- DATA -

§ §

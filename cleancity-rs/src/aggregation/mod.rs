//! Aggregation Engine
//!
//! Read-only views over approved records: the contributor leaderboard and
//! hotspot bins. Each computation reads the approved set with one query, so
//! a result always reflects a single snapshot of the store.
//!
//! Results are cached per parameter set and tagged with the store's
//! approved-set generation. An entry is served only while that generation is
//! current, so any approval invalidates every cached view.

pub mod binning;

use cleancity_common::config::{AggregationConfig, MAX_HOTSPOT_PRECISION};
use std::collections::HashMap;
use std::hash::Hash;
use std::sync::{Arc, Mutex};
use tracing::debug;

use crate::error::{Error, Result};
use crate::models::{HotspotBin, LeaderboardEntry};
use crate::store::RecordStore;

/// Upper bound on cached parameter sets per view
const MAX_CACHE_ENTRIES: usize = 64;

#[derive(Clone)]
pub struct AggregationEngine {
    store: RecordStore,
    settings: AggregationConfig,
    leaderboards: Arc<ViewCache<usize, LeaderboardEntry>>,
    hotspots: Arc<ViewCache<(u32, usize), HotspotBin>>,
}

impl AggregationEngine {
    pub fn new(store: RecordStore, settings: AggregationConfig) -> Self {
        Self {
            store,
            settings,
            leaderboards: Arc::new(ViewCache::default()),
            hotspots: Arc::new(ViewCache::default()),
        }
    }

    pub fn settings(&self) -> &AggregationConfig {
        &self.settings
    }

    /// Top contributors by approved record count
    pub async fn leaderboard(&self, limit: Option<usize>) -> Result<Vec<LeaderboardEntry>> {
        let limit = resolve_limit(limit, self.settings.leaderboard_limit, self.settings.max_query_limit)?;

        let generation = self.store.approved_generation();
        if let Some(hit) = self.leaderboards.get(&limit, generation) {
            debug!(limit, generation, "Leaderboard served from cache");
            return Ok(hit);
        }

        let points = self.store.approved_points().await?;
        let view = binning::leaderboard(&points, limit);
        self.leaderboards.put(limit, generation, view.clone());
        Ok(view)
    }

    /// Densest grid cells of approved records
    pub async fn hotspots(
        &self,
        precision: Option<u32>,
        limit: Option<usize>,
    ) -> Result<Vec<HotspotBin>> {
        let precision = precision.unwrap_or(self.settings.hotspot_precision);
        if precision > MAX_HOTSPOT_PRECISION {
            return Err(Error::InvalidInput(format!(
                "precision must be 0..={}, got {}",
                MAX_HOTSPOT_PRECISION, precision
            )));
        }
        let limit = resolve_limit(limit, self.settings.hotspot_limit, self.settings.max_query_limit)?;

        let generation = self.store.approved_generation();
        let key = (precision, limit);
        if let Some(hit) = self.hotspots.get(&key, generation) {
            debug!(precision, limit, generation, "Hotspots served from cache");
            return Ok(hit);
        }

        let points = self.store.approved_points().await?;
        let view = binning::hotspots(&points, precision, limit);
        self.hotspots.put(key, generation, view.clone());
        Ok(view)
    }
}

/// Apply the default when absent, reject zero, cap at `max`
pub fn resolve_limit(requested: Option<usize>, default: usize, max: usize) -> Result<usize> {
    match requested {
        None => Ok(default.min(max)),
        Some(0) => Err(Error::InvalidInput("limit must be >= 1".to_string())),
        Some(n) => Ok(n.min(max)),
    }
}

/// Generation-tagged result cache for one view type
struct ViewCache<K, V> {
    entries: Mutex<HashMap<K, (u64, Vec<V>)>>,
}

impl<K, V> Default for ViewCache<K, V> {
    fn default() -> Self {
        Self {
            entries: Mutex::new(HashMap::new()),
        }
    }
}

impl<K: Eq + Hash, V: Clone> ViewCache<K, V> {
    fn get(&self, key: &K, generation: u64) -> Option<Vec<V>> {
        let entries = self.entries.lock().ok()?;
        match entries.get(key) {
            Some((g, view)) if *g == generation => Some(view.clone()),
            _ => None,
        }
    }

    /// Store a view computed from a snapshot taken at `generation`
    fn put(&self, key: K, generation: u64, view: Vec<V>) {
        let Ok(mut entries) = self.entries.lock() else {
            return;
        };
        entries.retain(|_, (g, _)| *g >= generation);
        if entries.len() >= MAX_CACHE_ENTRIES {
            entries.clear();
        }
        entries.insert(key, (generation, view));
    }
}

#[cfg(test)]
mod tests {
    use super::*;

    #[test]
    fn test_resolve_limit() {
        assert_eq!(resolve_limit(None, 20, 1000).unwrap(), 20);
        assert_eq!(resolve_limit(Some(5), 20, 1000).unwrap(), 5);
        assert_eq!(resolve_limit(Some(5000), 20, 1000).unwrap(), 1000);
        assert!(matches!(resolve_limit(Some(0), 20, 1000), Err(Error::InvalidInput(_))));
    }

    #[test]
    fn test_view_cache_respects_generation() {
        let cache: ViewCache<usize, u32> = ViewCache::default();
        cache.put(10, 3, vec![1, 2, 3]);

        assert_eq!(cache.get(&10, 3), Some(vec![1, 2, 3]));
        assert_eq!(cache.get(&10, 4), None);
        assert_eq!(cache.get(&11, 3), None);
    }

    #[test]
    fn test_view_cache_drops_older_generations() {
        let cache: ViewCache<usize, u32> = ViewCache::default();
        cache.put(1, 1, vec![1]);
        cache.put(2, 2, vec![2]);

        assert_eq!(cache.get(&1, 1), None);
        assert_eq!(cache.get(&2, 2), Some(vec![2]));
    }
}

§ §

- WHAT IS BEING ASKED -
Among the lines above, list those that contain the word "RecordStore".

- WRITTEN RESPONSE -
use crate::store::RecordStore;
    store: RecordStore,
    pub fn new(store: RecordStore, settings: AggregationConfig) -> Self {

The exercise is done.